Although I have serious reservations about both Ross and Brand, I don’t particularly bear them any ill will. Ross, as a young man, was one of the most naturally talented broadcasters of his generation. But I don’t like his chat show, for the same reason I don’t like Norton’s show, in that it’s all about him, and the guests really just figure as straight men. Parky used to let Billy Connolly tell the jokes; Ross’s guests get to sit and laugh at the host’s hilarious banter. The other thing about Ross is that, in recent years, he’s quite cynically used cuss-words and toilet humour to cover up just how Wogan-soft his interviewing is. What’s more, it’s slightly worrying that a man pushing fifty can get quite that frisson from using naughty words on the airwaves. Don’t say you haven’t seen the glint in his eyes when he’s about to say “fuck”.

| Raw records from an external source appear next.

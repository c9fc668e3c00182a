//! Doubly linked list whose nodes live in a [`NodeArena`].
//!
//! Nodes are linked by [`NodeId`] rather than by pointer, so a handle stays
//! valid until its node is removed and any node can be unlinked in O(1).
//! Both CAR directory structures sit on top of it: [`ClockRing`] treats it as
//! a circular scan order and turns the hand with [`IntrusiveList::rotate`],
//! [`GhostList`] uses it as an MRU-first key history.
//!
//! [`ClockRing`]: crate::ds::ClockRing
//! [`GhostList`]: crate::ds::GhostList
//!
//! ## Architecture
//!
//! ```text
//!   nodes: NodeArena<Link<T>>
//!   ┌────────┬──────────────────────────────────────────┐
//!   │ NodeId │ Link { value, prev, next }               │
//!   ├────────┼──────────────────────────────────────────┤
//!   │ id_0   │ { A, prev: None,       next: Some(id_2) }│
//!   │ id_2   │ { B, prev: Some(id_0), next: Some(id_1) }│
//!   │ id_1   │ { C, prev: Some(id_2), next: None }      │
//!   └────────┴──────────────────────────────────────────┘
//!
//!   head ─► [id_0] ◄──► [id_2] ◄──► [id_1] ◄── tail
//!
//!   rotate():  head ─► [id_2] ◄──► [id_1] ◄──► [id_0] ◄── tail
//! ```
//!
//! Every structural change funnels through two private primitives,
//! `link_after` and `unlink`; the public operations only pick the
//! neighbours.
//!
//! ## Performance
//! - `push_front` / `push_back` / `pop_front` / `pop_back`: O(1)
//! - `remove(id)` / `rotate`: O(1)
//! - `iter`: O(n)
//!
//! `debug_validate_invariants()` is available in debug/test builds.
use crate::ds::node_arena::{NodeArena, NodeId};

#[derive(Debug)]
struct Link<T> {
    value: T,
    prev: Option<NodeId>,
    next: Option<NodeId>,
}

#[derive(Debug)]
/// Linked list over arena-allocated nodes, addressed by [`NodeId`].
pub struct IntrusiveList<T> {
    nodes: NodeArena<Link<T>>,
    head: Option<NodeId>,
    tail: Option<NodeId>,
}

impl<T> IntrusiveList<T> {
    /// Creates an empty list.
    pub fn new() -> Self {
        Self::with_capacity(0)
    }

    /// Creates an empty list with room for `capacity` nodes.
    pub fn with_capacity(capacity: usize) -> Self {
        Self {
            nodes: NodeArena::with_capacity(capacity),
            head: None,
            tail: None,
        }
    }

    pub fn len(&self) -> usize {
        self.nodes.len()
    }

    pub fn is_empty(&self) -> bool {
        self.nodes.is_empty()
    }

    /// Returns `true` if `id` names a node currently linked into this list.
    pub fn contains(&self, id: NodeId) -> bool {
        self.nodes.contains(id)
    }

    pub fn get(&self, id: NodeId) -> Option<&T> {
        self.nodes.get(id).map(|link| &link.value)
    }

    pub fn front(&self) -> Option<&T> {
        self.get(self.head?)
    }

    /// Iterates values from front to back.
    pub fn iter(&self) -> Iter<'_, T> {
        Iter {
            list: self,
            cursor: self.head,
        }
    }

    /// Links `value` in as the new front node.
    pub fn push_front(&mut self, value: T) -> NodeId {
        let id = self.nodes.insert(Link {
            value,
            prev: None,
            next: None,
        });
        self.link_after(None, id);
        id
    }

    /// Links `value` in as the new back node.
    pub fn push_back(&mut self, value: T) -> NodeId {
        let id = self.nodes.insert(Link {
            value,
            prev: None,
            next: None,
        });
        self.link_after(self.tail, id);
        id
    }

    pub fn pop_front(&mut self) -> Option<T> {
        let id = self.head?;
        self.remove(id)
    }

    pub fn pop_back(&mut self) -> Option<T> {
        let id = self.tail?;
        self.remove(id)
    }

    /// Unlinks node `id` and returns its value; `None` if it is not linked.
    pub fn remove(&mut self, id: NodeId) -> Option<T> {
        self.unlink(id)?;
        self.nodes.remove(id).map(|link| link.value)
    }

    /// Moves the front node to the back.
    ///
    /// Returns `false` only for an empty list. A single node rotates onto
    /// itself.
    pub fn rotate(&mut self) -> bool {
        let Some(head) = self.head else {
            return false;
        };
        if self.head != self.tail {
            self.unlink(head);
            self.link_after(self.tail, head);
        }
        true
    }

    /// Links the detached node `id` after `prev`, or at the front for `None`.
    fn link_after(&mut self, prev: Option<NodeId>, id: NodeId) {
        let next = match prev {
            Some(prev_id) => self.nodes.get(prev_id).and_then(|link| link.next),
            None => self.head,
        };
        if let Some(link) = self.nodes.get_mut(id) {
            link.prev = prev;
            link.next = next;
        }
        match prev {
            Some(prev_id) => {
                if let Some(link) = self.nodes.get_mut(prev_id) {
                    link.next = Some(id);
                }
            }
            None => self.head = Some(id),
        }
        match next {
            Some(next_id) => {
                if let Some(link) = self.nodes.get_mut(next_id) {
                    link.prev = Some(id);
                }
            }
            None => self.tail = Some(id),
        }
    }

    /// Splices `id` out of the chain, leaving it allocated but detached.
    fn unlink(&mut self, id: NodeId) -> Option<()> {
        let link = self.nodes.get_mut(id)?;
        let prev = link.prev.take();
        let next = link.next.take();
        match prev {
            Some(prev_id) => {
                if let Some(link) = self.nodes.get_mut(prev_id) {
                    link.next = next;
                }
            }
            None => self.head = next,
        }
        match next {
            Some(next_id) => {
                if let Some(link) = self.nodes.get_mut(next_id) {
                    link.prev = prev;
                }
            }
            None => self.tail = prev,
        }
        Some(())
    }

    /// Walks the chain in both directions and checks it against the arena.
    #[cfg(any(test, debug_assertions))]
    pub fn debug_validate_invariants(&self) {
        assert_eq!(self.head.is_none(), self.tail.is_none());
        assert_eq!(self.head.is_none(), self.is_empty());

        let mut forward = Vec::with_capacity(self.len());
        let mut cursor = self.head;
        let mut expected_prev = None;
        while let Some(id) = cursor {
            assert!(forward.len() < self.len(), "intrusive list: cycle");
            let link = self.nodes.get(id).expect("intrusive list: dangling link");
            assert_eq!(link.prev, expected_prev, "intrusive list: broken prev");
            forward.push(id);
            expected_prev = Some(id);
            cursor = link.next;
        }
        assert_eq!(forward.len(), self.len());
        assert_eq!(forward.last().copied(), self.tail);

        let mut backward = Vec::with_capacity(self.len());
        let mut cursor = self.tail;
        while let Some(id) = cursor {
            assert!(backward.len() < self.len(), "intrusive list: cycle");
            backward.push(id);
            cursor = self.nodes.get(id).and_then(|link| link.prev);
        }
        backward.reverse();
        assert_eq!(forward, backward);
    }
}

impl<T> Default for IntrusiveList<T> {
    fn default() -> Self {
        Self::new()
    }
}

/// Front-to-back iterator over an [`IntrusiveList`].
pub struct Iter<'a, T> {
    list: &'a IntrusiveList<T>,
    cursor: Option<NodeId>,
}

impl<'a, T> Iterator for Iter<'a, T> {
    type Item = &'a T;

    fn next(&mut self) -> Option<Self::Item> {
        let link = self.list.nodes.get(self.cursor?)?;
        self.cursor = link.next;
        Some(&link.value)
    }
}

#[cfg(test)]
mod tests {
    use super::*;

    fn contents<T: Copy>(list: &IntrusiveList<T>) -> Vec<T> {
        list.iter().copied().collect()
    }

    #[test]
    fn pushes_at_both_ends() {
        let mut list = IntrusiveList::new();
        list.push_back('b');
        list.push_front('a');
        list.push_back('c');
        assert_eq!(contents(&list), vec!['a', 'b', 'c']);
        assert_eq!(list.front(), Some(&'a'));
        list.debug_validate_invariants();
    }

    #[test]
    fn pops_drain_to_empty() {
        let mut list = IntrusiveList::with_capacity(3);
        for i in 0..3 {
            list.push_back(i);
        }
        assert_eq!(list.pop_back(), Some(2));
        assert_eq!(list.pop_front(), Some(0));
        assert_eq!(list.pop_front(), Some(1));
        assert_eq!(list.pop_front(), None);
        assert_eq!(list.pop_back(), None);
        assert!(list.is_empty());
        list.debug_validate_invariants();
    }

    #[test]
    fn remove_by_handle_from_the_middle() {
        let mut list = IntrusiveList::new();
        list.push_back("x");
        let y = list.push_back("y");
        list.push_back("z");
        assert_eq!(list.remove(y), Some("y"));
        assert!(!list.contains(y));
        assert_eq!(list.remove(y), None);
        assert_eq!(contents(&list), vec!["x", "z"]);
        list.debug_validate_invariants();
    }

    #[test]
    fn rotate_walks_the_front_round() {
        let mut list = IntrusiveList::new();
        let first = list.push_back(1);
        list.push_back(2);
        list.push_back(3);

        assert!(list.rotate());
        assert_eq!(contents(&list), vec![2, 3, 1]);
        assert_eq!(list.get(first), Some(&1));
        assert!(list.rotate());
        assert!(list.rotate());
        assert_eq!(contents(&list), vec![1, 2, 3]);
        assert_eq!(list.front(), list.get(first));
        list.debug_validate_invariants();
    }

    #[test]
    fn rotate_edge_sizes() {
        let mut list: IntrusiveList<u8> = IntrusiveList::new();
        assert!(!list.rotate());
        list.push_back(9);
        assert!(list.rotate());
        assert_eq!(contents(&list), vec![9]);
        list.debug_validate_invariants();
    }

    #[test]
    fn handles_are_reused_after_removal() {
        let mut list = IntrusiveList::new();
        let a = list.push_back(1);
        list.remove(a);
        let b = list.push_front(2);
        assert_eq!(a, b);
        assert_eq!(list.get(b), Some(&2));
        list.debug_validate_invariants();
    }
}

As for Brand, the guy has natural charisma and can be quite witty when he puts his mind to it. What puts me off a little, apart from his media ubiquity, is the sheer level of narcissism in his act. Fair enough, he gets away with it a lot of the time – that’s all part of his charm – but there’s a very Ross-like element, going beyond the usual narcissism of the performer, where other people exist only as props for his comedy. This has, on more than one occasion, meant going into detail – including names – about past notches on his bedpost, in some cases with women who knew Brand many years ago, who are not public figures, and who may not be thrilled at his propelling them into the public arena. You know the way our culture abominates those kiss-and-tell bimbos who shag a footballer and then sell their story to the News of the Screws? I think Brand is actually worse, in that he’s the one in the position of power.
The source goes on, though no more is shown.